ACPA president Professor Caroline Hunt told TMR she was concerned that the government was looking at allowing Australians with undergraduate degrees in psychology to step into health system roles.

“In psychology training, the first three years of the honours [undergrad] degree is very much focused on the science of the discipline of psychology, and the honours year is very much focused on research with a little bit of applied stuff,” she said.

“[Undergrad] is really trying to cater for people who might want to leave the degree to go into HR or marketing.

“The core mental health training would be happening in a master’s degree.”

She believes that the “assistant” role referred to in the budget papers would be distinct from a provisional clinical psychologist, someone who has completed an undergraduate degree and has been accepted into a psychology masters program.
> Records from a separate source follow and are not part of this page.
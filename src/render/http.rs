//! Static rendering engine
//!
//! Loads documents with a shared `reqwest` client and answers DOM queries
//! with `scraper`. It runs no scripts, so script evaluation and screenshots
//! report [`RenderError::Unsupported`]. Redirects are followed by hand so the
//! request filter sees every hop.

use crate::render::dom::{self, FormMethod, PlannedNavigation};
use crate::render::{
    Browser, Decision, Engine, LaunchOptions, NavigateOptions, NavigationError, RenderError,
    Request, RequestFilter, Session,
};
use async_trait::async_trait;
use reqwest::header::{CONTENT_TYPE, LOCATION, REFERER};
use reqwest::{redirect, Client, Method, StatusCode};
use std::path::Path;
use std::sync::atomic::{AtomicBool, AtomicUsize, Ordering};
use std::sync::Arc;
use std::time::Duration;
use url::Url;

/// Maximum redirect hops followed for one navigation
const MAX_REDIRECTS: usize = 20;

/// Engine that launches a [`HttpBrowser`]
#[derive(Debug, Clone, Default)]
pub struct HttpEngine;

impl HttpEngine {
    pub fn new() -> Self {
        Self
    }
}

/// Builds the shared HTTP client
///
/// Redirects are disabled so sessions can filter each hop.
pub fn build_http_client(options: &LaunchOptions) -> Result<Client, reqwest::Error> {
    let mut builder = Client::builder()
        .user_agent(options.user_agent.clone())
        .connect_timeout(Duration::from_secs(10))
        .redirect(redirect::Policy::none())
        .gzip(true)
        .brotli(true);

    if let Some(proxy) = &options.proxy {
        builder = builder.proxy(reqwest::Proxy::all(proxy.as_str())?);
    }

    builder.build()
}

#[async_trait]
impl Engine for HttpEngine {
    async fn launch(&self, options: &LaunchOptions) -> Result<Arc<dyn Browser>, RenderError> {
        let client =
            build_http_client(options).map_err(|e| RenderError::Launch(e.to_string()))?;

        match &options.proxy {
            Some(proxy) => tracing::info!("HTTP engine ready (proxy: {})", proxy),
            None => tracing::info!("HTTP engine ready"),
        }

        Ok(Arc::new(HttpBrowser {
            client,
            open_sessions: Arc::new(AtomicUsize::new(0)),
            closed: AtomicBool::new(false),
        }))
    }
}

/// Shared browser handle of the static engine
#[derive(Debug)]
pub struct HttpBrowser {
    client: Client,
    open_sessions: Arc<AtomicUsize>,
    closed: AtomicBool,
}

#[async_trait]
impl Browser for HttpBrowser {
    async fn open_session(&self) -> Result<Box<dyn Session>, RenderError> {
        if self.closed.load(Ordering::SeqCst) {
            return Err(RenderError::Session("browser is closed".to_string()));
        }

        self.open_sessions.fetch_add(1, Ordering::SeqCst);
        Ok(Box::new(HttpSession {
            client: self.client.clone(),
            filter: None,
            document: None,
            typed: Vec::new(),
            planned: None,
            referrer: None,
            open_sessions: self.open_sessions.clone(),
            closed: false,
        }))
    }

    async fn close(&self) -> Result<(), RenderError> {
        let open = self.open_sessions.load(Ordering::SeqCst);
        if open > 0 {
            tracing::warn!("Closing browser with {} sessions still open", open);
        }
        self.closed.store(true, Ordering::SeqCst);
        Ok(())
    }
}

/// A loaded document
#[derive(Debug, Clone)]
struct Document {
    url: Url,
    html: String,
}

/// One page of the static engine
pub struct HttpSession {
    client: Client,
    filter: Option<Arc<dyn RequestFilter>>,
    document: Option<Document>,
    /// Values typed since the last navigation, selector -> value
    typed: Vec<(String, String)>,
    /// Navigation queued by the last click
    planned: Option<PlannedNavigation>,
    referrer: Option<Url>,
    open_sessions: Arc<AtomicUsize>,
    closed: bool,
}

impl HttpSession {
    fn allow(&self, url: &Url) -> Result<(), NavigationError> {
        let decision = self
            .filter
            .as_ref()
            .map(|filter| filter.decide(&Request::navigation(url.as_str())))
            .unwrap_or(Decision::Allow);

        match decision {
            Decision::Allow => Ok(()),
            Decision::Block => Err(NavigationError::Blocked(url.to_string())),
        }
    }

    fn document(&self) -> Result<&Document, RenderError> {
        self.document
            .as_ref()
            .ok_or_else(|| RenderError::Session("no document loaded".to_string()))
    }

    /// Performs a navigation, following redirects through the filter
    async fn load(&mut self, planned: PlannedNavigation) -> Result<(), NavigationError> {
        self.document = None;
        self.typed.clear();

        let PlannedNavigation {
            mut method,
            mut url,
            mut form,
        } = planned;

        for _ in 0..=MAX_REDIRECTS {
            url.set_fragment(None);
            self.allow(&url)?;

            let mut request = self.client.request(
                match method {
                    FormMethod::Get => Method::GET,
                    FormMethod::Post => Method::POST,
                },
                url.clone(),
            );
            if let Some(referrer) = &self.referrer {
                request = request.header(REFERER, referrer.as_str());
            }
            if let Some(pairs) = &form {
                request = request.form(pairs);
            }

            let response = request.send().await.map_err(classify_error)?;
            let status = response.status();

            if status.is_redirection() {
                let location = response
                    .headers()
                    .get(LOCATION)
                    .and_then(|v| v.to_str().ok())
                    .ok_or_else(|| {
                        NavigationError::Failed(format!("HTTP {} without Location", status))
                    })?;
                let next = url.join(location).map_err(|e| {
                    NavigationError::Failed(format!("Bad redirect '{}': {}", location, e))
                })?;

                tracing::debug!("Redirect {} -> {} ({})", url, next, status);

                // 307/308 preserve the method and body
                if !matches!(
                    status,
                    StatusCode::TEMPORARY_REDIRECT | StatusCode::PERMANENT_REDIRECT
                ) {
                    method = FormMethod::Get;
                    form = None;
                }
                self.referrer = Some(url);
                url = next;
                continue;
            }

            if !status.is_success() {
                return Err(NavigationError::Failed(format!("HTTP {}", status)));
            }

            let is_html = response
                .headers()
                .get(CONTENT_TYPE)
                .and_then(|v| v.to_str().ok())
                .map(|ct| ct.contains("html"))
                .unwrap_or(true);

            let body = response.text().await.map_err(classify_error)?;
            self.document = Some(Document {
                url,
                // Non-HTML documents load fine but expose no elements
                html: if is_html { body } else { String::new() },
            });
            return Ok(());
        }

        Err(NavigationError::Failed(format!(
            "Too many redirects (>{})",
            MAX_REDIRECTS
        )))
    }

    async fn load_with_timeout(
        &mut self,
        planned: PlannedNavigation,
        timeout: Duration,
    ) -> Result<(), NavigationError> {
        match tokio::time::timeout(timeout, self.load(planned)).await {
            Ok(result) => result,
            Err(_) => Err(NavigationError::Timeout {
                timeout_ms: timeout.as_millis() as u64,
            }),
        }
    }
}

fn classify_error(error: reqwest::Error) -> NavigationError {
    if error.is_timeout() {
        NavigationError::Failed("Request timeout".to_string())
    } else if error.is_connect() {
        NavigationError::Failed(format!("Connection failed: {}", error))
    } else {
        NavigationError::Failed(error.to_string())
    }
}

#[async_trait]
impl Session for HttpSession {
    fn set_request_filter(&mut self, filter: Arc<dyn RequestFilter>) {
        self.filter = Some(filter);
    }

    async fn navigate(
        &mut self,
        url: &Url,
        options: &NavigateOptions,
    ) -> Result<(), NavigationError> {
        tracing::trace!("Navigating to {} (wait until {:?})", url, options.wait_until);
        self.referrer = options.referrer.clone();
        self.planned = None;

        let planned = PlannedNavigation {
            method: FormMethod::Get,
            url: url.clone(),
            form: None,
        };
        self.load_with_timeout(planned, options.timeout).await
    }

    fn current_url(&self) -> Option<Url> {
        self.document.as_ref().map(|doc| doc.url.clone())
    }

    async fn query_all(
        &mut self,
        selector: &str,
        attribute: &str,
    ) -> Result<Vec<String>, RenderError> {
        match &self.document {
            Some(doc) => dom::select_attribute(&doc.html, selector, attribute),
            None => Ok(Vec::new()),
        }
    }

    async fn evaluate(&mut self, _script: &str) -> Result<String, RenderError> {
        Err(RenderError::Unsupported("script evaluation"))
    }

    async fn type_text(&mut self, selector: &str, value: &str) -> Result<(), RenderError> {
        let doc = self.document()?;
        if !dom::has_match(&doc.html, selector)? {
            return Err(RenderError::NoMatch(selector.to_string()));
        }

        self.typed.push((selector.to_string(), value.to_string()));
        Ok(())
    }

    async fn click(&mut self, selector: &str) -> Result<(), RenderError> {
        let doc = self.document()?;
        let planned = dom::plan_click(&doc.html, &doc.url, selector, &self.typed)?;
        let referrer = doc.url.clone();
        tracing::debug!("Click on '{}' will navigate to {}", selector, planned.url);
        self.referrer = Some(referrer);
        self.planned = Some(planned);
        Ok(())
    }

    async fn wait_for_navigation(&mut self, timeout: Duration) -> Result<(), NavigationError> {
        let planned = self.planned.take().ok_or_else(|| {
            NavigationError::Failed("No navigation was triggered".to_string())
        })?;
        self.load_with_timeout(planned, timeout).await
    }

    async fn screenshot(&mut self, _path: &Path) -> Result<(), RenderError> {
        Err(RenderError::Unsupported("screenshots"))
    }

    async fn close(&mut self) -> Result<(), RenderError> {
        if !self.closed {
            self.closed = true;
            self.document = None;
            self.open_sessions.fetch_sub(1, Ordering::SeqCst);
        }
        Ok(())
    }
}

impl Drop for HttpSession {
    fn drop(&mut self) {
        if !self.closed {
            self.open_sessions.fetch_sub(1, Ordering::SeqCst);
        }
    }
}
“At the moment, there’s nothing like a psychology assistant,” Professor Hunt said.

“The idea that you have somebody with no mental health training come into the workforce without any real plan of what they would do and who would supervise them and where they would be based [is concerning].”

The prospect of psychology assistants is particularly relevant to general practice right now, given the unfolding crisis relating to physician associates in the UK.

Physician associates qualify with a bioscience-related undergraduate degree and complete a two-year Master of Physician Associate Studies program which involves around 1600 hours of clinical training.

Updated: Better Access to be locked to MyMedicare

Are we heading for a physician associate moment?

RCP apology cold comfort for UK docs

They aren’t allowed to prescribe or order ionising radiation, but recent evidence suggests that some trusts are bending the rules.

Major NHS-style changes to the Australian health workforce are not an impossibility.

The first paper out of the wide-ranging Scope of Practice Review heavily implied that the government was looking to the UK as an example of how to move forward.

ACPA’s concerns mirror those of the many other health specialties concerned about scope of practice.

“They’re not really psychologists, so there’d be no regulatory oversight of these people,” Professor Hunt said.

“There are people who do have already have regulatory oversight – they are psychologists and endorsed psychologists and there’s already a pipeline for them.

“Frankly, we need the workplaces for placements and we need the supervisors to train … the people on the recognised pathway to accreditation.”

The Royal Australian and New Zealand College of Psychiatrists has adopted more of a wait-and-see approach.

“Psychiatrists deeply value our colleagues across the mental health sector and often work in multidisciplinary teams,” college president Dr Elizabeth Moore said.

“Right across the sector we face challenges with chronic workforce shortages and issues with scope of practice.

“It will be important for the development of any role for psychology assistants to be informed by the insights and needs of psychologists and their professional bodies.”